2009 NCAA Division I Academic Progress Rate (APR) Reports

PRINCETON, N.J. — Two weeks ago, the Ivy League had by far the best confererence record in the nation when the NCAA released its list of Division I teams that were "commended" based upon their Academic Progress Report (APR) ratings. Today the Ivy League has scored big again as the NCAA released its sport-by-sport APR progress report. Of the Ivy League championship sports that are also NCAA sports, the Ivy League has the nation's top APR average in nearly 70 percent (20 of 29).

The 20 sports are Baseball, Men's and Women's Basketball, Men's and Women's Cross Country, Football, Men's Golf, Men's and Women's Ice Hockey, Men's Lacrosse, Men's and Women's Soccer, Men's and Women's Tennis, Men's and Women's Indoor Track, Men's and Women's Outdoor Track, Softball and Volleyball.

Seven other Ivy sports — Men's Swimming, Men's Wrestling, Women's Fencing, Field Hockey, Women's Golf, Women's Lacrosse and Women's Swimming — were second nationally.
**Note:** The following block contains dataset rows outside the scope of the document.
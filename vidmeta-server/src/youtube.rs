//! YouTube Data API lookup and the helpers that shape its answer.

use regex::Regex;
use serde::Deserialize;
use std::borrow::Cow;
use std::collections::HashMap;
use std::sync::LazyLock;
use std::time::Duration;
use thiserror::Error;
use vidmeta_common::ExtractionResult;
use vidmeta_http::{Auth, HttpClient, HttpError, RequestOpts};

static VIDEO_ID: LazyLock<Regex> = LazyLock::new(|| {
    Regex::new(r"(?:v=|youtu\.be/)([A-Za-z0-9_-]+)").expect("video id pattern compiles")
});

const FALLBACK_THUMBNAILS: [&str; 3] = ["medium", "high", "default"];
const UPSTREAM_TIMEOUT: Duration = Duration::from_secs(15);

/// Video id from a watch (`...?v=ID`) or short (`youtu.be/ID`) link.
pub fn extract_video_id(url: &str) -> Option<String> {
    VIDEO_ID
        .captures(url)
        .and_then(|caps| caps.get(1))
        .map(|m| m.as_str().to_string())
}

/// Total whole seconds of an ISO-8601 duration such as `PT1H2M3S` or `P1DT2H`.
///
/// Weeks and days are accepted; years and months are not, since their length
/// is ambiguous. Fractional seconds are truncated.
pub fn parse_iso8601_duration(raw: &str) -> Option<u64> {
    let rest = raw.trim().strip_prefix('P')?;
    let mut total = 0f64;
    let mut in_time = false;
    let mut saw_component = false;
    let mut num = String::new();

    for c in rest.chars() {
        match c {
            'T' => {
                if in_time || !num.is_empty() {
                    return None;
                }
                in_time = true;
            }
            '0'..='9' | '.' => num.push(c),
            ',' => num.push('.'),
            unit => {
                let value: f64 = num.parse().ok()?;
                num.clear();
                let scale = match (in_time, unit) {
                    (false, 'W') => 7.0 * 86_400.0,
                    (false, 'D') => 86_400.0,
                    (true, 'H') => 3_600.0,
                    (true, 'M') => 60.0,
                    (true, 'S') => 1.0,
                    _ => return None,
                };
                total += value * scale;
                saw_component = true;
            }
        }
    }

    if !num.is_empty() || !saw_component {
        return None;
    }
    Some(total.floor() as u64)
}

/// `HH:MM:SS` with two-digit fields; hours are not capped at 24.
pub fn format_duration(iso: &str) -> Option<String> {
    let total = parse_iso8601_duration(iso)?;
    let hours = total / 3600;
    let minutes = (total % 3600) / 60;
    let seconds = total % 60;
    Some(format!("{hours:02}:{minutes:02}:{seconds:02}"))
}

#[derive(Debug, Error)]
pub enum YoutubeError {
    #[error(transparent)]
    Http(#[from] HttpError),
    #[error("unsupported duration {0:?}")]
    Duration(String),
}

#[derive(Debug, Deserialize)]
struct VideoListResponse {
    #[serde(default)]
    items: Vec<VideoItem>,
}

#[derive(Debug, Deserialize)]
struct VideoItem {
    snippet: Snippet,
    #[serde(rename = "contentDetails")]
    content_details: ContentDetails,
}

#[derive(Debug, Deserialize)]
struct Snippet {
    title: String,
    #[serde(default)]
    description: String,
    #[serde(rename = "publishedAt")]
    published_at: String,
    #[serde(default)]
    thumbnails: HashMap<String, Thumbnail>,
}

#[derive(Debug, Deserialize)]
struct Thumbnail {
    url: String,
}

#[derive(Debug, Deserialize)]
struct ContentDetails {
    duration: String,
}

/// Client for `videos.list` with `part=snippet,contentDetails`.
#[derive(Clone, Debug)]
pub struct YoutubeClient {
    http: HttpClient,
    api_key: String,
    thumbnail_size: String,
}

impl YoutubeClient {
    pub fn new(api_base: &str, api_key: &str, thumbnail_size: &str) -> Result<Self, HttpError> {
        let http = HttpClient::new(api_base)?
            .with_timeout(UPSTREAM_TIMEOUT)
            .with_retries(1);
        Ok(Self {
            http,
            api_key: api_key.to_string(),
            thumbnail_size: thumbnail_size.to_string(),
        })
    }

    /// `Ok(None)` when the API knows no public video with this id.
    pub async fn video_details(
        &self,
        video_id: &str,
    ) -> Result<Option<ExtractionResult>, YoutubeError> {
        let opts = RequestOpts {
            query: Some(vec![
                ("part", Cow::Borrowed("snippet,contentDetails")),
                ("id", Cow::Borrowed(video_id)),
            ]),
            auth: Some(Auth::Query {
                name: "key",
                value: Cow::Borrowed(self.api_key.as_str()),
            }),
            ..Default::default()
        };
        let resp: VideoListResponse = self.http.get_json("videos", opts).await?;

        let Some(item) = resp.items.into_iter().next() else {
            return Ok(None);
        };

        let duration_formatted = format_duration(&item.content_details.duration)
            .ok_or_else(|| YoutubeError::Duration(item.content_details.duration.clone()))?;
        let thumbnail_url = self.pick_thumbnail(&item.snippet.thumbnails);
        let published_at = item
            .snippet
            .published_at
            .get(..10)
            .unwrap_or(item.snippet.published_at.as_str())
            .to_string();

        Ok(Some(ExtractionResult {
            title: item.snippet.title,
            thumbnail_url,
            video_id: video_id.to_string(),
            description: item.snippet.description,
            duration_formatted,
            published_at,
        }))
    }

    fn pick_thumbnail(&self, thumbs: &HashMap<String, Thumbnail>) -> String {
        std::iter::once(self.thumbnail_size.as_str())
            .chain(FALLBACK_THUMBNAILS)
            .find_map(|size| thumbs.get(size))
            .map(|t| t.url.clone())
            .unwrap_or_default()
    }
}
Four Ivy sports — Men's Heavyweight and Lightweight Rowing as well as Men's and Women's Squash — are not NCAA Championship sports.

The Academic Progress Rate, now in its fifth year, measures the eligibility, retention and graduation of student-athletes competing on every Division I sports team. It also serves as a predictor of graduation success. The most recent APR scores are multi-year rates based on the scores from the 2004-05, 2005-06, 2006-07 and 2007-08 academic years.
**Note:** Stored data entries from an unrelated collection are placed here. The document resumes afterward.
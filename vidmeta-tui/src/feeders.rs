use crate::app::TuiMsg;
use crossterm::event;
use std::time::Duration;
use tokio::{sync::mpsc, task::JoinHandle, time};
use tokio_util::sync::CancellationToken;

const POLL_INTERVAL: Duration = Duration::from_millis(50);
const TICK_INTERVAL: Duration = Duration::from_millis(80);

/// Start the terminal input reader and the spinner ticker.
///
/// The reader is one blocking thread polling crossterm; it re-checks `cancel`
/// between polls. The returned handle belongs to the reader so callers can
/// wait for the terminal to be released before restoring it.
pub fn spawn_feeders(tx: mpsc::Sender<TuiMsg>, cancel: CancellationToken) -> JoinHandle<()> {
    let tick_tx = tx.clone();
    let tick_cancel = cancel.clone();
    tokio::spawn(async move {
        let mut interval = time::interval(TICK_INTERVAL);
        loop {
            tokio::select! {
                _ = tick_cancel.cancelled() => break,
                _ = interval.tick() => {
                    let _ = tick_tx.try_send(TuiMsg::Tick);
                }
            }
        }
    });

    tokio::task::spawn_blocking(move || {
        while !cancel.is_cancelled() {
            let ready = match event::poll(POLL_INTERVAL) {
                Ok(ready) => ready,
                Err(err) => {
                    let _ = tx.blocking_send(TuiMsg::InputError(err.to_string()));
                    break;
                }
            };
            if !ready {
                continue;
            }
            match event::read() {
                Ok(ev) => {
                    if tx.blocking_send(TuiMsg::Input(ev)).is_err() {
                        break;
                    }
                }
                Err(err) => {
                    let _ = tx.blocking_send(TuiMsg::InputError(err.to_string()));
                    break;
                }
            }
        }
    })
}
In its April 22 release, the NCAA “commended” teams whose APR scores are in the top 10 percent of all teams within their sport, with the minimum necessary score ranging from 976 to a perfect mark of 1000 depending on the range of team scores within that sport. A total of 144 Ivy League teams were “commended” — at least one in each of the 35 NCAA sports in which at least one Ivy team competes — for an average of 18 teams at each of the eight Ivy League schools.
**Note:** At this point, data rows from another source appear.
use ratatui::style::{Color, Modifier, Style};

pub fn header() -> Style {
    Style::default()
        .fg(Color::Cyan)
        .add_modifier(Modifier::BOLD)
}

pub fn label() -> Style {
    Style::default()
        .fg(Color::Yellow)
        .add_modifier(Modifier::BOLD)
}

pub fn value() -> Style {
    Style::default().fg(Color::White)
}

pub fn title() -> Style {
    Style::default()
        .fg(Color::LightGreen)
        .add_modifier(Modifier::BOLD)
}

pub fn link() -> Style {
    Style::default()
        .fg(Color::Blue)
        .add_modifier(Modifier::UNDERLINED)
}

pub fn dim() -> Style {
    Style::default().fg(Color::DarkGray)
}

pub fn error() -> Style {
    Style::default().fg(Color::Red).add_modifier(Modifier::BOLD)
}

pub fn busy() -> Style {
    Style::default().fg(Color::Yellow)
}

pub fn idle() -> Style {
    Style::default().fg(Color::Green)
}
Ivy teams comprised 18.7% of the 767 teams honored from across 211 colleges and universities (126 Division I institutions had no commended teams). The average of 18 teams at each Ivy school is almost double the next best conference average (10.6), and more than the best score of any non-Ivy individual school.

More than three-fifths (60.3%) of the total of 239 Ivy teams in NCAA-sponsored sports were recognized. The Ivy League is the only conference to have commendations for all (eight) of its baseball, football and women’s basketball teams; seven of the eight Ivy teams were recognized in four additional sports and six Ivy teams were recognized in six more sports.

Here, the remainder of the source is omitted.